Background: CpG islands in hepatitis B virus (HBV) genome are potential targets for methylation mediated gene silencing, and may be involved in the pathogenesis of HBV infection. To date, their characteristics in HBV quasispecies (QS) remain largely unknown. The purpose of this study was to investigate the characteristics of CpG islands in HBV QS.
Methods: Forty patients diagnosed as acute hepatitis B (AHB, n = 10), immune-tolerant HBV carriers (IT, n = 9), chronic hepatitis B (CHB, n = 11), or acute on chronic liver failure (ACLF, n = 10), were enrolled in this case-control study. A total of 599 clones were isolated, and full-length HBV genomes were sequenced.

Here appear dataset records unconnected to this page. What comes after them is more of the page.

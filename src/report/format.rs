//! Formatted terminal output.
//!
//! Formatting lives here so the numerical code stays free of presentation
//! and output changes stay localized.

use std::path::Path;

use crate::app::pipeline::{CellOutcome, CellRun};
use crate::domain::{FitConfig, Trajectory};
use crate::report::residual_sse;

/// Summary of a single-cell fit.
pub fn format_cell_report(
    source: &Path,
    measured: &Trajectory,
    run: &CellRun,
    config: &FitConfig,
) -> String {
    let mut out = String::new();

    out.push_str("=== frap - FRAP diffusion fit ===\n");
    out.push_str(&format!("Source: {}\n", source.display()));
    out.push_str(&format!(
        "Grid: {} frames x {} positions | dx={}um | t=[{:.3}, {:.3}]s\n",
        measured.n_times(),
        measured.n_positions(),
        measured.dx,
        measured.timestamps.first().copied().unwrap_or(0.0),
        measured.timestamps.last().copied().unwrap_or(0.0),
    ));

    out.push_str("\nFit:\n");
    out.push_str(&format!("- D     : {:.5e} m^2/s\n", run.fit.coefficient));
    out.push_str(&format!("- error : {}\n", fmt_error(run.fit.std_error)));
    out.push_str(&format!(
        "- search: {} iterations from D0={:e} | SSE={:.6e} over {} samples\n",
        run.fit.iterations, config.initial_coefficient, run.fit.sse, run.fit.n_obs
    ));
    out.push_str(&format!(
        "- residual RMS: {:.6e}\n",
        rms(residual_sse(&run.residuals), run.fit.n_obs)
    ));

    match &run.high_res {
        Some(high) => {
            out.push_str("\nHigh-res replay:\n");
            out.push_str(&format!(
                "- dx={}um | dt={}s | {} frames x {} positions\n",
                high.plan.dx,
                high.plan.delta_t,
                high.simulation.n_times(),
                high.simulation.n_positions()
            ));
            let n = high.residuals.n_rows() * high.residuals.n_cols();
            out.push_str(&format!(
                "- residual RMS vs upsampled data: {:.6e}\n",
                rms(residual_sse(&high.residuals), n)
            ));
        }
        None => out.push_str("\nHigh-res replay: disabled\n"),
    }

    out
}

/// Per-cell table for a batch run.
pub fn format_batch_outcomes(outcomes: &[CellOutcome]) -> String {
    let mut out = String::new();
    out.push_str(
        format!(
            "{:<28} {:>12} {:>12} {:>10} {:<40}\n",
            "cell", "D [m^2/s]", "error", "dt_hr [s]", "status"
        )
        .trim_end(),
    );
    out.push('\n');
    out.push_str(
        format!(
            "{:-<28} {:-<12} {:-<12} {:-<10} {:-<40}\n",
            "", "", "", "", ""
        )
        .trim_end(),
    );
    out.push('\n');

    for outcome in outcomes {
        let line = match outcome {
            CellOutcome::Done(s) => format!(
                "{:<28} {:>12} {:>12} {:>10} {:<40}\n",
                truncate(&s.cell_id, 28),
                format!("{:.4e}", s.diffusion_coefficient),
                fmt_error(s.diffusion_coefficient_error),
                s.high_res_delta_t.map(|v| format!("{v:.3}")).unwrap_or_else(|| "-".to_string()),
                "ok",
            ),
            CellOutcome::Failed { cell_id, error, .. } => format!(
                "{:<28} {:>12} {:>12} {:>10} {:<40}\n",
                truncate(cell_id, 28),
                "-",
                "-",
                "-",
                truncate(&format!("failed: {}", first_line(error.message())), 40),
            ),
        };
        out.push_str(line.trim_end());
        out.push('\n');
    }

    let ok = outcomes.iter().filter(|o| o.summary().is_some()).count();
    out.push_str(&format!("\n{ok}/{} cells fitted\n", outcomes.len()));
    out
}

fn fmt_error(v: f64) -> String {
    if v.is_finite() { format!("{v:.4e}") } else { "n/a".to_string() }
}

fn rms(sse: f64, n: usize) -> f64 {
    if n == 0 { 0.0 } else { (sse / n as f64).sqrt() }
}

fn first_line(s: &str) -> &str {
    s.lines().next().unwrap_or("")
}

fn truncate(s: &str, max: usize) -> String {
    if s.chars().count() <= max {
        return s.to_string();
    }
    let mut out = String::new();
    for (i, ch) in s.chars().enumerate() {
        if i + 1 >= max {
            break;
        }
        out.push(ch);
    }
    out.push('.');
    out
}

#[cfg(test)]
mod tests {
    use super::*;
    use crate::domain::CellSummary;
    use crate::error::AppError;
    use std::path::PathBuf;

    #[test]
    fn truncate_marks_cut_names() {
        assert_eq!(truncate("short", 10), "short");
        assert_eq!(truncate("abcdefghij", 5), "abcd.");
    }

    #[test]
    fn batch_table_lists_every_cell() {
        let outcomes = vec![
            CellOutcome::Done(CellSummary {
                cell_id: "cell_01".to_string(),
                diffusion_coefficient: 2.5e-13,
                diffusion_coefficient_error: f64::INFINITY,
                simulation: PathBuf::from("cell_01-simulated.csv"),
                residuals: PathBuf::from("cell_01-residuals.csv"),
                high_res: None,
                high_res_delta_x: None,
                high_res_delta_t: None,
            }),
            CellOutcome::Failed {
                cell_id: "cell_02".to_string(),
                source: PathBuf::from("cell_02-values.csv"),
                error: AppError::new(3, "input shape error: ragged\nmore"),
            },
        ];
        let text = format_batch_outcomes(&outcomes);
        let lines: Vec<&str> = text.lines().collect();
        assert!(lines[0].starts_with("cell"));
        assert!(lines[2].starts_with("cell_01"));
        assert!(lines[2].contains("2.5000e-13"));
        assert!(lines[2].contains("n/a"));
        assert!(lines[3].starts_with("cell_02"));
        assert!(lines[3].contains("failed: input shape error: ragged"));
        assert!(text.ends_with("1/2 cells fitted\n"));
        assert!(lines.iter().all(|l| l.trim_end() == *l));
    }
}
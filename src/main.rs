use std::process::ExitCode;

fn main() -> ExitCode {
    match frap_diffusion::app::run() {
        Ok(()) => ExitCode::SUCCESS,
        Err(err) => {
            eprintln!("{err}");
            ExitCode::from(err.exit_code())
        }
    }
}
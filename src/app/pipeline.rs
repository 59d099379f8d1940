//! Shared per-cell pipeline used by the `fit` and `batch` commands.
//!
//! One cell goes through:
//! ingest -> fit D -> native replay -> residuals -> refined replay -> refined residuals -> write
//!
//! `run_cell` is the pure core (no filesystem); `process_file` wraps it with
//! ingest and export, and `run_batch` fans `process_file` out over a bounded
//! worker pool.

use std::path::{Path, PathBuf};

use rayon::prelude::*;

use crate::domain::{
    CellSummary, DiffusionModel, FitConfig, FitFile, FitResult, ResidualMatrix, SimulationResult,
    Trajectory,
};
use crate::error::{AppError, CoreError};
use crate::io::{
    OutputPaths, VALUES_SUFFIX, cell_id_from_path, load_kymograph, write_fit_json,
    write_kymograph_csv,
};
use crate::models::{HighResPlan, simulate, simulate_high_res, upsample_rows};
use crate::report::compute_residuals;

/// Refined replay and its residuals against the upsampled measurement.
#[derive(Debug, Clone)]
pub struct HighResOutput {
    pub plan: HighResPlan,
    pub simulation: SimulationResult,
    pub residuals: ResidualMatrix,
}

/// Everything computed for one cell.
#[derive(Debug, Clone)]
pub struct CellRun {
    pub fit: FitResult,
    pub simulation: SimulationResult,
    pub residuals: ResidualMatrix,
    pub high_res: Option<HighResOutput>,
}

/// Result of one cell inside a batch.
#[derive(Debug, Clone)]
pub enum CellOutcome {
    Done(CellSummary),
    Failed {
        cell_id: String,
        source: PathBuf,
        error: AppError,
    },
}

impl CellOutcome {
    pub fn summary(&self) -> Option<&CellSummary> {
        match self {
            CellOutcome::Done(summary) => Some(summary),
            CellOutcome::Failed { .. } => None,
        }
    }
}

/// Fit, replay, and compute residuals for a measured trajectory.
pub fn run_cell(measured: &Trajectory, config: &FitConfig) -> Result<CellRun, CoreError> {
    let fit = crate::fit::fit_diffusion(measured, config)?;

    let model = DiffusionModel::new(fit.coefficient, measured.dx);
    let simulation = simulate(measured.initial_profile(), &model, &measured.timestamps)?;
    let residuals = compute_residuals(&measured.profiles, &simulation.profiles)?;

    let high_res = if config.high_res {
        let (plan, simulation) =
            simulate_high_res(measured, fit.coefficient, config.discard_leading)?;
        // The refined replay runs on its own time axis; residuals are taken
        // row by row against the upsampled measurement.
        let residuals = compute_residuals(&upsample_rows(&measured.profiles), &simulation.profiles)?;
        Some(HighResOutput {
            plan,
            simulation,
            residuals,
        })
    } else {
        None
    };

    Ok(CellRun {
        fit,
        simulation,
        residuals,
        high_res,
    })
}

/// Process one kymograph file end to end and write its outputs next to it.
pub fn process_file(path: &Path, config: &FitConfig) -> Result<CellSummary, AppError> {
    let cell_id = cell_id_from_path(path);
    let measured = load_kymograph(path)?;
    log::info!(
        "{cell_id}: {} frames x {} positions, dx={} um",
        measured.n_times(),
        measured.n_positions(),
        measured.dx
    );

    let run = run_cell(&measured, config).map_err(|e| {
        let code = AppError::from(e.clone()).exit_code();
        AppError::new(code, format!("{cell_id}: {e}"))
    })?;
    log::info!(
        "{cell_id}: D={:e} m^2/s (+/- {:e}) after {} iterations",
        run.fit.coefficient,
        run.fit.std_error,
        run.fit.iterations
    );

    write_cell_outputs(path, &measured, &run, config)
}

/// Write a cell's tables (and optional fit JSON) next to its source file.
pub fn write_cell_outputs(
    path: &Path,
    measured: &Trajectory,
    run: &CellRun,
    config: &FitConfig,
) -> Result<CellSummary, AppError> {
    let cell_id = cell_id_from_path(path);
    let paths = OutputPaths::for_source(path);
    write_kymograph_csv(
        &paths.simulation,
        measured.dx,
        &run.simulation.timestamps,
        &run.simulation.profiles,
    )?;
    write_kymograph_csv(
        &paths.residuals,
        measured.dx,
        &measured.timestamps,
        &run.residuals.rows,
    )?;

    if let Some(high) = &run.high_res {
        write_kymograph_csv(
            &paths.high_res_simulation,
            high.plan.dx,
            &high.simulation.timestamps,
            &high.simulation.profiles,
        )?;
        write_kymograph_csv(
            &paths.high_res_residuals,
            high.plan.dx,
            &high.plan.timestamps,
            &high.residuals.rows,
        )?;
        log::debug!(
            "{cell_id}: high-res replay dx={} um, dt={} s",
            high.plan.dx,
            high.plan.delta_t
        );
    }

    let high_res_delta_x = run.high_res.as_ref().map(|h| h.plan.dx);
    let high_res_delta_t = run.high_res.as_ref().map(|h| h.plan.delta_t);

    if config.export_fit_json {
        let fit_file = FitFile {
            tool: env!("CARGO_PKG_NAME").to_string(),
            cell_id: cell_id.clone(),
            source: path.to_path_buf(),
            dx_um: measured.dx,
            n_times: measured.n_times(),
            n_positions: measured.n_positions(),
            fit: run.fit,
            high_res_delta_x,
            high_res_delta_t,
        };
        write_fit_json(&paths.fit_json, &fit_file)?;
    }

    Ok(CellSummary {
        cell_id,
        diffusion_coefficient: run.fit.coefficient,
        diffusion_coefficient_error: run.fit.std_error,
        simulation: paths.simulation,
        residuals: paths.residuals,
        high_res: run.high_res.as_ref().map(|_| paths.high_res_simulation),
        high_res_delta_x,
        high_res_delta_t,
    })
}

/// Every `*-values.csv` under `root`, sorted.
pub fn discover_cells(root: &Path) -> Result<Vec<PathBuf>, AppError> {
    if !root.is_dir() {
        return Err(AppError::new(
            2,
            format!("Batch root '{}' is not a directory", root.display()),
        ));
    }
    // The root is literal text; only the suffix part is a pattern.
    let pattern = format!(
        "{}/**/*{VALUES_SUFFIX}",
        glob::Pattern::escape(&root.to_string_lossy())
    );
    let entries = glob::glob(&pattern)
        .map_err(|e| AppError::new(2, format!("Invalid search pattern '{pattern}': {e}")))?;

    let mut paths = Vec::new();
    for entry in entries {
        match entry {
            Ok(path) if path.is_file() => paths.push(path),
            Ok(_) => {}
            Err(e) => log::warn!("skipping unreadable path: {e}"),
        }
    }
    paths.sort();
    Ok(paths)
}

/// Process every cell on a pool of `jobs` workers (0 = one per core).
///
/// A failing cell is logged and reported in its outcome; it never aborts the
/// others. Outcomes are returned in input order.
pub fn run_batch(
    paths: &[PathBuf],
    config: &FitConfig,
    jobs: usize,
) -> Result<Vec<CellOutcome>, AppError> {
    let pool = rayon::ThreadPoolBuilder::new()
        .num_threads(jobs)
        .build()
        .map_err(|e| AppError::new(2, format!("Failed to start worker pool: {e}")))?;

    let outcomes: Vec<CellOutcome> = pool.install(|| {
        paths
            .par_iter()
            .map(|path| match process_file(path, config) {
                Ok(summary) => CellOutcome::Done(summary),
                Err(error) => {
                    log::warn!("{}: {error}", path.display());
                    CellOutcome::Failed {
                        cell_id: cell_id_from_path(path),
                        source: path.clone(),
                        error,
                    }
                }
            })
            .collect()
    });
    Ok(outcomes)
}

#[cfg(test)]
mod tests {
    use super::*;

    fn scratch_dir(name: &str) -> PathBuf {
        let dir = std::env::temp_dir().join(format!("frap-pipeline-{}-{name}", std::process::id()));
        std::fs::remove_dir_all(&dir).ok();
        std::fs::create_dir_all(&dir).unwrap();
        dir
    }

    fn synthetic_cell(coefficient: f64) -> Trajectory {
        let dx = 0.2;
        let initial: Vec<f64> = (0..9)
            .map(|i| {
                let x = (i as f64 - 4.0) * dx;
                1.0 - 0.6 * (-(x / 0.3).powi(2)).exp()
            })
            .collect();
        let timestamps: Vec<f64> = (0..10).map(|i| i as f64 * 0.1).collect();
        simulate(&initial, &DiffusionModel::new(coefficient, dx), &timestamps).unwrap()
    }

    #[test]
    fn run_cell_recovers_coefficient_and_shapes() {
        let measured = synthetic_cell(3e-14);
        let run = run_cell(&measured, &FitConfig::default()).unwrap();

        assert!((run.fit.coefficient - 3e-14).abs() / 3e-14 < 1e-6);
        assert_eq!(run.residuals.n_rows(), 10);
        assert_eq!(run.residuals.n_cols(), 9);
        assert!(run.residuals.rows.iter().flatten().all(|r| r.abs() < 1e-6));

        let high = run.high_res.unwrap();
        assert_eq!(high.simulation.n_times(), 10);
        assert_eq!(high.simulation.n_positions(), 17);
        assert_eq!(high.residuals.n_cols(), 17);
        assert!((high.plan.dx - 0.1).abs() < 1e-15);
    }

    #[test]
    fn high_res_can_be_disabled() {
        let config = FitConfig {
            high_res: false,
            ..FitConfig::default()
        };
        let run = run_cell(&synthetic_cell(3e-14), &config).unwrap();
        assert!(run.high_res.is_none());
    }

    #[test]
    fn process_file_writes_all_tables() {
        let dir = scratch_dir("single");
        let measured = synthetic_cell(3e-14);
        let source = dir.join("cell_01-values.csv");
        write_kymograph_csv(&source, measured.dx, &measured.timestamps, &measured.profiles).unwrap();

        let config = FitConfig {
            export_fit_json: true,
            ..FitConfig::default()
        };
        let summary = process_file(&source, &config).unwrap();
        assert_eq!(summary.cell_id, "cell_01");
        assert!(summary.simulation.is_file());
        assert!(summary.residuals.is_file());
        assert!(summary.high_res.as_ref().is_some_and(|p| p.is_file()));
        assert!(dir.join("cell_01-residuals-high-res.csv").is_file());
        assert!(dir.join("cell_01-fit.json").is_file());
        assert!(summary.high_res_delta_t.is_some_and(|dt| (dt - 0.1).abs() < 1e-9));

        std::fs::remove_dir_all(&dir).ok();
    }

    #[test]
    fn batch_isolates_broken_cells() {
        let dir = scratch_dir("batch");
        let nested = dir.join("2018-06-01");
        std::fs::create_dir_all(&nested).unwrap();

        let measured = synthetic_cell(5e-14);
        write_kymograph_csv(
            &nested.join("good-values.csv"),
            measured.dx,
            &measured.timestamps,
            &measured.profiles,
        )
        .unwrap();
        std::fs::write(dir.join("broken-values.csv"), "time,0,0.2\n0,1,2\n1,1\n").unwrap();
        std::fs::write(dir.join("notes.csv"), "not a kymograph\n").unwrap();

        let paths = discover_cells(&dir).unwrap();
        assert_eq!(paths.len(), 2);

        let outcomes = run_batch(&paths, &FitConfig::default(), 2).unwrap();
        assert_eq!(outcomes.len(), 2);
        let done: Vec<_> = outcomes.iter().filter_map(CellOutcome::summary).collect();
        assert_eq!(done.len(), 1);
        assert_eq!(done[0].cell_id, "good");
        assert!(outcomes.iter().any(|o| matches!(
            o,
            CellOutcome::Failed { cell_id, error, .. } if cell_id == "broken" && error.exit_code() == 3
        )));

        std::fs::remove_dir_all(&dir).ok();
    }

    #[test]
    fn root_with_pattern_characters_is_taken_literally() {
        let dir = scratch_dir("literal").join("run[1]*?");
        std::fs::create_dir_all(dir.join("day2")).unwrap();
        std::fs::write(dir.join("a-values.csv"), "time,0,1\n0,1,2\n1,1,2\n").unwrap();
        std::fs::write(dir.join("day2").join("b-values.csv"), "time,0,1\n0,1,2\n1,1,2\n").unwrap();

        let paths = discover_cells(&dir).unwrap();
        assert_eq!(paths, vec![dir.join("a-values.csv"), dir.join("day2").join("b-values.csv")]);

        std::fs::remove_dir_all(dir.parent().unwrap()).ok();
    }

    #[test]
    fn missing_root_is_an_error() {
        assert!(discover_cells(Path::new("/nonexistent/frap-root")).is_err());
    }
}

Results: CpG island II (CGII) in AHB group was shorter in length and its QS heterogeneity was lower than that in the chronic infection group. Among the chronic infection subgroups, CGII and CpG island III (CGIII) in IT group were longer and their heterogeneity was lower compared to CHB and ACLF groups. Length of CGII correlated with HBV DNA levels positively while the complexity and diversity of CGII correlated with HBV DNA levels negatively. Moreover, CGII and CGIII were shorter in genotype B than those in genotype C, while QS complexity and diversity of either CGII or CGIII had no significant difference between genotype B and C.
Conclusions: Overall, our results suggest that the distribution, length and QS heterogeneity of CpG islands in full-length HBV genome differ across clinical phases of infection, of which the mechanism warrants further study.
Keywords: CpG islands; Genetic heterogeneity; Genotype; Hepatitis B virus.